▶ _What you have to do_
Lines in the listing below that contain the string "advance" are to be found and copied.
BEGIN Records provided
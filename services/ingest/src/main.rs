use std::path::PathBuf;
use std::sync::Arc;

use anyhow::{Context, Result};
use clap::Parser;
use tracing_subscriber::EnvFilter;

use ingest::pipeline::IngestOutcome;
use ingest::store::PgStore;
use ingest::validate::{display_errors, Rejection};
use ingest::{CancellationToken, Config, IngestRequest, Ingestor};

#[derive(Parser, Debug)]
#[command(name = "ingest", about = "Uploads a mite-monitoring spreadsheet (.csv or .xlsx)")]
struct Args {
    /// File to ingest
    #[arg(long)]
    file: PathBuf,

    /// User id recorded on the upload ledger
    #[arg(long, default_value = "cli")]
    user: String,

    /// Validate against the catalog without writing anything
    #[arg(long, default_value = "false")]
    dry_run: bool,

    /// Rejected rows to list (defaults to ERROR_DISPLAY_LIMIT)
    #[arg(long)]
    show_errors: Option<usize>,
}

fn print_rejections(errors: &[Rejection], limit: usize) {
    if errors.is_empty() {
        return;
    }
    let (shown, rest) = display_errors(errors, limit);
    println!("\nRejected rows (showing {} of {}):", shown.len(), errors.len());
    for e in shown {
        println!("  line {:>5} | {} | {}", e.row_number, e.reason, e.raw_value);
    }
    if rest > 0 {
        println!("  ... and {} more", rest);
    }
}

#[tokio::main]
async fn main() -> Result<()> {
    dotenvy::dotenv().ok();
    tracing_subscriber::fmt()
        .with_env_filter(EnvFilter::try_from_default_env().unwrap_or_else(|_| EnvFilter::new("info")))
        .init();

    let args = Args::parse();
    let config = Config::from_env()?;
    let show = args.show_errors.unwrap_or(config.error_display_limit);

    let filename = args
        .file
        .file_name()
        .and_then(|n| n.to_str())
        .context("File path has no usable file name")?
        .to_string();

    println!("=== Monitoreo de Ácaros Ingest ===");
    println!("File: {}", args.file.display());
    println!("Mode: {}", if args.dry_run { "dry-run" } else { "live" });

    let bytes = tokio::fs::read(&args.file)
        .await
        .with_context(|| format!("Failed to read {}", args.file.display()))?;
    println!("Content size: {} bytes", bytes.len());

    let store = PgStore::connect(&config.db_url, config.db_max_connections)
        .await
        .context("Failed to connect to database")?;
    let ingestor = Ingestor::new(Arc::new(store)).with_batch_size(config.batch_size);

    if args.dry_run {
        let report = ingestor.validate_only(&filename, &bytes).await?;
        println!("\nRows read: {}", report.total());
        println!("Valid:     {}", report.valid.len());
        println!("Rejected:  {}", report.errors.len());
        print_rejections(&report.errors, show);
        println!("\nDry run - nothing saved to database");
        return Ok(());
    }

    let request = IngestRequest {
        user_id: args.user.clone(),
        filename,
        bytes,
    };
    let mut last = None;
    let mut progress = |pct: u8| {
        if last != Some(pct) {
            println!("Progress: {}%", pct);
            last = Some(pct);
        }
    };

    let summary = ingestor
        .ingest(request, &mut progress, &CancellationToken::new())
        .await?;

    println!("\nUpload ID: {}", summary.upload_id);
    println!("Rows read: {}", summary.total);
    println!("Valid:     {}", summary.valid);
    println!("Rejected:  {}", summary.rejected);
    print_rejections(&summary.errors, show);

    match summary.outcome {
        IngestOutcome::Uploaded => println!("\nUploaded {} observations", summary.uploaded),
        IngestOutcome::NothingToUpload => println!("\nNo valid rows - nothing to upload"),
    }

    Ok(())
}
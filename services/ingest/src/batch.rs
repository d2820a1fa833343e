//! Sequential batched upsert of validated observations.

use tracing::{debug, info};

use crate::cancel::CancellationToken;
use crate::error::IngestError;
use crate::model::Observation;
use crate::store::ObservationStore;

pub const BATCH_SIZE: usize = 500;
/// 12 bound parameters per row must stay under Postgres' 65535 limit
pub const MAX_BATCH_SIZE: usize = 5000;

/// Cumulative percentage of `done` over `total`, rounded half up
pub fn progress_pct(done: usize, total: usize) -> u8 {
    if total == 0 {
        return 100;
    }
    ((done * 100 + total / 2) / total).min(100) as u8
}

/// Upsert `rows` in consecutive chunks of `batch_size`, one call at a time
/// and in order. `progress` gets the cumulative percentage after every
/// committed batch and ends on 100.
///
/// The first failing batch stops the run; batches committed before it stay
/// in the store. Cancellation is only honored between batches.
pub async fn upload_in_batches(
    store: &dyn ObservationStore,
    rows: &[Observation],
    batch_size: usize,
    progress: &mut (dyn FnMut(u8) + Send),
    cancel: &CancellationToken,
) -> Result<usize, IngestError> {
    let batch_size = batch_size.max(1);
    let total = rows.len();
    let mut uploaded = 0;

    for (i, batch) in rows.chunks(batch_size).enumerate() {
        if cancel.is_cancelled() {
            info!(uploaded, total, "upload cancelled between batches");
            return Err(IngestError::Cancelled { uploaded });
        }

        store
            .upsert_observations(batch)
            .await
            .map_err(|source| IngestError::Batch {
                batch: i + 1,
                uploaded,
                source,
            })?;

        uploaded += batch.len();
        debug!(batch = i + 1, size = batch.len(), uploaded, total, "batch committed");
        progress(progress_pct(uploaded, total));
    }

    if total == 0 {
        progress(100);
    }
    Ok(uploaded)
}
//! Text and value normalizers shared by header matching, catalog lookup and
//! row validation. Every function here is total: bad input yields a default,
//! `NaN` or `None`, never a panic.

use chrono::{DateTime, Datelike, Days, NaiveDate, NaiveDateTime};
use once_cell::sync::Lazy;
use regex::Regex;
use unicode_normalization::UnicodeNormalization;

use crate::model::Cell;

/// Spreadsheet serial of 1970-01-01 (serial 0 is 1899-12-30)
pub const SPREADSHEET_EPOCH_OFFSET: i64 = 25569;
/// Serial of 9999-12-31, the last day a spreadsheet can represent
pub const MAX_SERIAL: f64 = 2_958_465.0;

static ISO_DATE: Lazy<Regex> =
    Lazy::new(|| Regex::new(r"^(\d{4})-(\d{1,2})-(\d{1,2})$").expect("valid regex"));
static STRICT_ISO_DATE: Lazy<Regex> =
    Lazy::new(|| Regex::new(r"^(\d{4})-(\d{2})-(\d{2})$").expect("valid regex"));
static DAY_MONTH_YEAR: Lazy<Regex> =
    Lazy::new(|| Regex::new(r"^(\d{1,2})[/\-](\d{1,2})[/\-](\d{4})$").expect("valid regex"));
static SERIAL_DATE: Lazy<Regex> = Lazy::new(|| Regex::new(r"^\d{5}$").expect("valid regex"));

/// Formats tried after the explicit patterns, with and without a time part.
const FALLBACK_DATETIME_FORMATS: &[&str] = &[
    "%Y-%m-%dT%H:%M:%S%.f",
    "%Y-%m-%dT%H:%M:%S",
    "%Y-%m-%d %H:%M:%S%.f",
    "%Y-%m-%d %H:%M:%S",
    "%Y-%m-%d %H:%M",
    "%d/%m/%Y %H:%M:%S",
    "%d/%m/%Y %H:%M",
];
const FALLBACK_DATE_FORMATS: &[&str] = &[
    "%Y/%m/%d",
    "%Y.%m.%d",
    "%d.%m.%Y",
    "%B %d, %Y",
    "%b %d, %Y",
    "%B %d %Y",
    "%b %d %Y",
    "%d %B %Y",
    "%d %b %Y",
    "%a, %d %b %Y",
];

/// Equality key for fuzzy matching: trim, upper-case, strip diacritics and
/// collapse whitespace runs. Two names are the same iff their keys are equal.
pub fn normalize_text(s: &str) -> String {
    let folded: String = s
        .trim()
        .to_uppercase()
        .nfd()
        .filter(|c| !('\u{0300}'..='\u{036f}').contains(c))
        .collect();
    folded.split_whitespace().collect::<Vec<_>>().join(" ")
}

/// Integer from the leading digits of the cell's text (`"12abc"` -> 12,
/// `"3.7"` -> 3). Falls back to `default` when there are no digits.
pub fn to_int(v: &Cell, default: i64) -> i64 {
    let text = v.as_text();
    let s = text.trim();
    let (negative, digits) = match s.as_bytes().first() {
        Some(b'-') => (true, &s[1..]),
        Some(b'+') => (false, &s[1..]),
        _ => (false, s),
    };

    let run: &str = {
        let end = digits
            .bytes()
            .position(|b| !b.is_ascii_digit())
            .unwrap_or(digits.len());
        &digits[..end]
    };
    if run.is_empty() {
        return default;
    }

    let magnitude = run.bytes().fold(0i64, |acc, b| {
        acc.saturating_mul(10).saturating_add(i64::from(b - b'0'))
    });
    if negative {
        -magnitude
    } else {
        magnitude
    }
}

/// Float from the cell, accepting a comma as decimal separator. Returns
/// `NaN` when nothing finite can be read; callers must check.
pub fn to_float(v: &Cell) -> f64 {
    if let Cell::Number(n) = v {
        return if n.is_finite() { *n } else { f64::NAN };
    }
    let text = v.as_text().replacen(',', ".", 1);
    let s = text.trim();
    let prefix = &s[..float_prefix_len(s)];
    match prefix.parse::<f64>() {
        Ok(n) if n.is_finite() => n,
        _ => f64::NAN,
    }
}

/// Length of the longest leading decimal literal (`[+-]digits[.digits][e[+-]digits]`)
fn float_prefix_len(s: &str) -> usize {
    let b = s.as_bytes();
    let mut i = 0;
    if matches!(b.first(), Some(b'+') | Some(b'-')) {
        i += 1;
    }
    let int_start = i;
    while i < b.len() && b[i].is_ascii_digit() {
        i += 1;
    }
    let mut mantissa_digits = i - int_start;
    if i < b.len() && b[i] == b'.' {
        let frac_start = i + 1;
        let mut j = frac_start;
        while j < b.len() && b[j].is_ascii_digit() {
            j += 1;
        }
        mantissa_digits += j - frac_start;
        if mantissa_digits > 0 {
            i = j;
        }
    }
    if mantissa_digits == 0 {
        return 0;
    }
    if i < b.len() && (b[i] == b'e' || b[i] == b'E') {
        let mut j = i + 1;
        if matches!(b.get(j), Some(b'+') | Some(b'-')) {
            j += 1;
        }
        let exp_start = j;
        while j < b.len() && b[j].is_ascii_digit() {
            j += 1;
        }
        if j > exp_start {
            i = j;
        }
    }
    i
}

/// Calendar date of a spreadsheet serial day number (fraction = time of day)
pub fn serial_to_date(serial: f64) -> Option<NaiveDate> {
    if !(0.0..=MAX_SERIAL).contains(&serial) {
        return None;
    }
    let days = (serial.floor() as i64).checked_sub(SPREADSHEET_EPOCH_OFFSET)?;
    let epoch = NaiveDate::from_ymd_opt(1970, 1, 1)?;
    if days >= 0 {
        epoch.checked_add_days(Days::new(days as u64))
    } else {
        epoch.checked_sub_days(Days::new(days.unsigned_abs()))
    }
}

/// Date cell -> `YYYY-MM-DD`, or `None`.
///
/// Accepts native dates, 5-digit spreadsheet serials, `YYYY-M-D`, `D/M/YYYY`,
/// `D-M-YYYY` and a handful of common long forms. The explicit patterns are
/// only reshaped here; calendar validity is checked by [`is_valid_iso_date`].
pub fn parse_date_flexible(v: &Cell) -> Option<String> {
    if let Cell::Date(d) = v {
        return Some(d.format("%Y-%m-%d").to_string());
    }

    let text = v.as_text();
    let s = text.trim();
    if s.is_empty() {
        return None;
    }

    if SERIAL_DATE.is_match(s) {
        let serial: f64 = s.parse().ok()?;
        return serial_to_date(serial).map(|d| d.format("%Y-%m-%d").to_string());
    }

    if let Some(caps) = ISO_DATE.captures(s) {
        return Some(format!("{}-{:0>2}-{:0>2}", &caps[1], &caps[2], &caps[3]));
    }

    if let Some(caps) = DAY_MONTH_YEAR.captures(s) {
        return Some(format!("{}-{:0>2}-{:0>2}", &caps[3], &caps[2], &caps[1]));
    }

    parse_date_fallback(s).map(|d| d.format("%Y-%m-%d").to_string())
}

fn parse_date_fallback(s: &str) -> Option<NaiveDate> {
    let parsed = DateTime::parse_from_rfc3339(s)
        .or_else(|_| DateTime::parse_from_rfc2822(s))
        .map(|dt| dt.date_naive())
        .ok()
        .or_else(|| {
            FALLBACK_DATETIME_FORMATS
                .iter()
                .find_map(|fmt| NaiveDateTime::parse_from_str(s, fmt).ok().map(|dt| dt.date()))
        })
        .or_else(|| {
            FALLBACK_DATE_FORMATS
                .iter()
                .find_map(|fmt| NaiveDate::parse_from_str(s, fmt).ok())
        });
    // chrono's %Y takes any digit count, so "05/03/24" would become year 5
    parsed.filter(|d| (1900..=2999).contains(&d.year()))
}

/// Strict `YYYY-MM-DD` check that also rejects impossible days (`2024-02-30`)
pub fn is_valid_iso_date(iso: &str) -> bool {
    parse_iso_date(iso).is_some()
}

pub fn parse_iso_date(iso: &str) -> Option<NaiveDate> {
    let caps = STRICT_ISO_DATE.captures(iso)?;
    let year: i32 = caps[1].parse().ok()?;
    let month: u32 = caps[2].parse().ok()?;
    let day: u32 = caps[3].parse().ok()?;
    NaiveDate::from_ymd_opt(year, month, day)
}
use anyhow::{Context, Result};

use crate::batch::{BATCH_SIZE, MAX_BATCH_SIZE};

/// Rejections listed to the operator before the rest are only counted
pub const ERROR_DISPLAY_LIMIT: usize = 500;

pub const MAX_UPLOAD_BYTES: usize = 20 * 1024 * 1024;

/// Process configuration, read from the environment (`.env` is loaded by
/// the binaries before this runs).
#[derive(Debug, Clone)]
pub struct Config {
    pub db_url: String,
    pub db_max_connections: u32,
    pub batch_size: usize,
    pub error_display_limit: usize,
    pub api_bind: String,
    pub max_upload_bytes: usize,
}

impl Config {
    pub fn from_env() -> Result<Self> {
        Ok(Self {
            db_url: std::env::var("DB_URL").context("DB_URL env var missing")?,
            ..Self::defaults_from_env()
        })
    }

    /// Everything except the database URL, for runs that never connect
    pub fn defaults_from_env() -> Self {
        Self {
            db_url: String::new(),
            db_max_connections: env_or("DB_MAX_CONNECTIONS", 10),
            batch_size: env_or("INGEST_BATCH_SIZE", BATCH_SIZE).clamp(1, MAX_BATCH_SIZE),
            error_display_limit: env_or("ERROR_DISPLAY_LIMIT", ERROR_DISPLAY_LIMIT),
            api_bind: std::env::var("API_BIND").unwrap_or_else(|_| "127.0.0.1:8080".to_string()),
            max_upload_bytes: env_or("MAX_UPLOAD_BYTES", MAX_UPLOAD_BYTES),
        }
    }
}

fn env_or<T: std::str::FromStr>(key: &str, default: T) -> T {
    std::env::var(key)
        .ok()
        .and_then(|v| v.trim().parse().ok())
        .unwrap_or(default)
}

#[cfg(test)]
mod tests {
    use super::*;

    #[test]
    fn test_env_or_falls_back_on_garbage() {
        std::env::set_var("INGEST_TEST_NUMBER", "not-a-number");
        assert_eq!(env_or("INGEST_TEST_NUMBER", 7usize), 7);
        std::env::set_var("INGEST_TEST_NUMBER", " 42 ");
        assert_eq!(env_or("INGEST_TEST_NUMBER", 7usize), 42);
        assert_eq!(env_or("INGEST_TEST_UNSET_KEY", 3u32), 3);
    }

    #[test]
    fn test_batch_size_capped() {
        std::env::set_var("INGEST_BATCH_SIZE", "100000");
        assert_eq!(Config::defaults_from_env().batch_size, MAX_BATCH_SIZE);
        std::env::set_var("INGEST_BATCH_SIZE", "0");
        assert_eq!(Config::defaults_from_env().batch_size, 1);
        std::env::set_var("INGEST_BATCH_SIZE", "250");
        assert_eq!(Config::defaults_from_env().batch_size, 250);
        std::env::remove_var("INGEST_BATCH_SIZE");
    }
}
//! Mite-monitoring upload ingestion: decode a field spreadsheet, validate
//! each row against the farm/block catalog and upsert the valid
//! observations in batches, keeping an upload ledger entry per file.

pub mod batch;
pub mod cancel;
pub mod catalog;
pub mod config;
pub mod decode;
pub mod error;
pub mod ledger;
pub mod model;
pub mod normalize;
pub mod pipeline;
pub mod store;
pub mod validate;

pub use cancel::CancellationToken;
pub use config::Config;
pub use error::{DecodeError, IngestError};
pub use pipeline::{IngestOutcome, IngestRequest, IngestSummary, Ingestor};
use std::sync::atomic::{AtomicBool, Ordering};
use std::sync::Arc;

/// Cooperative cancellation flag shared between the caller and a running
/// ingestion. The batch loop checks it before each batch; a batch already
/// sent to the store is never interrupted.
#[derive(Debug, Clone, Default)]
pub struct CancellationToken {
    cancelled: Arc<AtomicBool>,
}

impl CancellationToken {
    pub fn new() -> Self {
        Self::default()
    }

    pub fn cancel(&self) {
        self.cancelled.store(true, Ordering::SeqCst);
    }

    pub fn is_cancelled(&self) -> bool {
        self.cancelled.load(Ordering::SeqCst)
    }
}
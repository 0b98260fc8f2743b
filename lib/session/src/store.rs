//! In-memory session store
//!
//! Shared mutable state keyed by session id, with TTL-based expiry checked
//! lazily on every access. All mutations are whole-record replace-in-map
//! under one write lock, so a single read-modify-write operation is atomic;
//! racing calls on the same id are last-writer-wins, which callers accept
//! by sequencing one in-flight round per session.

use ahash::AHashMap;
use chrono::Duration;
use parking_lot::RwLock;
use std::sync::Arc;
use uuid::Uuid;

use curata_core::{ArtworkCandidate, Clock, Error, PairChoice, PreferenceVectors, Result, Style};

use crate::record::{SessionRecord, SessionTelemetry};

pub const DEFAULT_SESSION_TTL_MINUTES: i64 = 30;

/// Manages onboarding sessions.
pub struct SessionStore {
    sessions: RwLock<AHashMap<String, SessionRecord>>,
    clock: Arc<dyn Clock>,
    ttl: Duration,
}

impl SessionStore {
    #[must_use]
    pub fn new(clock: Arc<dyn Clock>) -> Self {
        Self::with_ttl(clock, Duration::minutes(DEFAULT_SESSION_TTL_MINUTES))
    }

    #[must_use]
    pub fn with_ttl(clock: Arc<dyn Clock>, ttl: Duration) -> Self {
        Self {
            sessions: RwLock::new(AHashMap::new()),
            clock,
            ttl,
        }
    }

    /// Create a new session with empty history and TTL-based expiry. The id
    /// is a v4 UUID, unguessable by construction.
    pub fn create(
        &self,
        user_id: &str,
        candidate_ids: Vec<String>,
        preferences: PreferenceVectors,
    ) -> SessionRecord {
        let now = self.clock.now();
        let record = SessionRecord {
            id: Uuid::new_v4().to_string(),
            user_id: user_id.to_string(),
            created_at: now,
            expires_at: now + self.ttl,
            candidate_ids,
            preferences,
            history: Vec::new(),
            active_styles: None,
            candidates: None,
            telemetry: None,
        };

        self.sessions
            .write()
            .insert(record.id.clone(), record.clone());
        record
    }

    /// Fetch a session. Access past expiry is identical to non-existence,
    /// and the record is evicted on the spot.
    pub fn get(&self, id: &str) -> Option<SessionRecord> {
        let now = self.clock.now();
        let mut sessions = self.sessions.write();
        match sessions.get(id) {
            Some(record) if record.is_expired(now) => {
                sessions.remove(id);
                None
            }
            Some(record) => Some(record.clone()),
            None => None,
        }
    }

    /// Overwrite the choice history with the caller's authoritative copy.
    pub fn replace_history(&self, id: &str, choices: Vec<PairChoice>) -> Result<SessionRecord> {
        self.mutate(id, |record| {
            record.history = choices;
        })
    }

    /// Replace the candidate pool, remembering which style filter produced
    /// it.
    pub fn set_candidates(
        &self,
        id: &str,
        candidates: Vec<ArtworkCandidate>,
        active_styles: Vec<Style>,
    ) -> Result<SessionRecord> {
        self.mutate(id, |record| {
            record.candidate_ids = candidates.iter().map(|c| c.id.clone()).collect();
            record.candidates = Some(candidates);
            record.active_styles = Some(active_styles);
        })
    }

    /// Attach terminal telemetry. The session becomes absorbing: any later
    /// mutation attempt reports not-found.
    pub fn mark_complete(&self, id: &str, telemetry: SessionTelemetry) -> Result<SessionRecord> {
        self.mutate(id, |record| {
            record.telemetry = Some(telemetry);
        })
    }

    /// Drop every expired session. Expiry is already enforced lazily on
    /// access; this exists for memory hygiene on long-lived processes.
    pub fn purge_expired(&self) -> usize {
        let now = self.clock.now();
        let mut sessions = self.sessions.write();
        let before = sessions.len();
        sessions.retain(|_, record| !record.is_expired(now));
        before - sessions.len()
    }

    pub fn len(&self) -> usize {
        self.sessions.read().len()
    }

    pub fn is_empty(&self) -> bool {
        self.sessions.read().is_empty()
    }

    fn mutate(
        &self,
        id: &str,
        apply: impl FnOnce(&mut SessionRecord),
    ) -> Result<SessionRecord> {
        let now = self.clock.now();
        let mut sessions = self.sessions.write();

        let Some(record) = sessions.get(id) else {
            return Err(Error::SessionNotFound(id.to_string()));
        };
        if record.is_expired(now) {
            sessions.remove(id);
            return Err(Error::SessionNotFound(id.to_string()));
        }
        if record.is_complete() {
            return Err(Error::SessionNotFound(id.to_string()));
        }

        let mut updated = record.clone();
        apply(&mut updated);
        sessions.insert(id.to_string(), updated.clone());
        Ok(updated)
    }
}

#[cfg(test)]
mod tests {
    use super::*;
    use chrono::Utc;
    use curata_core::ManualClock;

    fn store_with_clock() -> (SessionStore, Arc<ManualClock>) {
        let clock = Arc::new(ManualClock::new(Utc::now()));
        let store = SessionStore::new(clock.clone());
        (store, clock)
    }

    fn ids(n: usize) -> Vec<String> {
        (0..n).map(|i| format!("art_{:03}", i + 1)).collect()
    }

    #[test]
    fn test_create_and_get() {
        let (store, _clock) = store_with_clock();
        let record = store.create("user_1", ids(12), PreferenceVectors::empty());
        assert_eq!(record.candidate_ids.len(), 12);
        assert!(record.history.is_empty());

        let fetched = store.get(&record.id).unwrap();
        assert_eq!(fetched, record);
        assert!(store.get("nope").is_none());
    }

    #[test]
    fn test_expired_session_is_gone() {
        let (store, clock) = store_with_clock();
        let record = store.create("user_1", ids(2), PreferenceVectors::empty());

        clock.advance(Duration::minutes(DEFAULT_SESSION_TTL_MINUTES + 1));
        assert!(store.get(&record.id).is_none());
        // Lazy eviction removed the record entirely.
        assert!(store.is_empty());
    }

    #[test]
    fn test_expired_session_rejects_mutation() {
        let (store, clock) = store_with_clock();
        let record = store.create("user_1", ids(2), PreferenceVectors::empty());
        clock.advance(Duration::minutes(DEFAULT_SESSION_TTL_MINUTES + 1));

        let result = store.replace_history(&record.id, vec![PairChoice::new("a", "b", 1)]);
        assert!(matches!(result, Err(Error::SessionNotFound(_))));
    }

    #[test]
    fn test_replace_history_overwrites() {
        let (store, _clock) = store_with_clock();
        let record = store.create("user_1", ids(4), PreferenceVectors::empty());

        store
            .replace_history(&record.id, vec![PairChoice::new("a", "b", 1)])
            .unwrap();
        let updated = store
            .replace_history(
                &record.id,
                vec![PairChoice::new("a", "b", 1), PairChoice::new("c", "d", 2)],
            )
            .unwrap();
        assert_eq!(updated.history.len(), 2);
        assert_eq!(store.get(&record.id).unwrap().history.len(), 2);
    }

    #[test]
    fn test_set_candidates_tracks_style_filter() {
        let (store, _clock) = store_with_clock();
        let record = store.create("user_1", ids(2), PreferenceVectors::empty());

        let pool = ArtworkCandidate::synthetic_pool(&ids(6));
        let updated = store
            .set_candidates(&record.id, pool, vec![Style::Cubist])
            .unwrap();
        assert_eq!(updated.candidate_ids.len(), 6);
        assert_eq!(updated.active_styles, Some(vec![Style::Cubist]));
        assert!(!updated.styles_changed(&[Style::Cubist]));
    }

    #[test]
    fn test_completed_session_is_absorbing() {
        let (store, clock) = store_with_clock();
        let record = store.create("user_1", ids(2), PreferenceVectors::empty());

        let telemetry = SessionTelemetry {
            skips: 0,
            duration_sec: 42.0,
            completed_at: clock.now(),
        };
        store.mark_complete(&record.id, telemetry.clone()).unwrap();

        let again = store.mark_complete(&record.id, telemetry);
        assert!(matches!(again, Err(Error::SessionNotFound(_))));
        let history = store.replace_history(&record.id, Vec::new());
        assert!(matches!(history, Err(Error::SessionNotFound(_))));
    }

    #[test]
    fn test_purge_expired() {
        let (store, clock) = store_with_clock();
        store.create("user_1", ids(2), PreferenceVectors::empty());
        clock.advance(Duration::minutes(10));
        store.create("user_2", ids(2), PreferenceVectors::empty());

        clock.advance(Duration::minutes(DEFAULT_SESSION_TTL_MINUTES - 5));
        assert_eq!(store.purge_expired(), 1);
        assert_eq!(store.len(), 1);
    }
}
END Records provided
▶ _Exercise result_
        clock.advance(Duration::minutes(DEFAULT_SESSION_TTL_MINUTES + 1));
        clock.advance(Duration::minutes(DEFAULT_SESSION_TTL_MINUTES + 1));
        clock.advance(Duration::minutes(10));
        clock.advance(Duration::minutes(DEFAULT_SESSION_TTL_MINUTES - 5));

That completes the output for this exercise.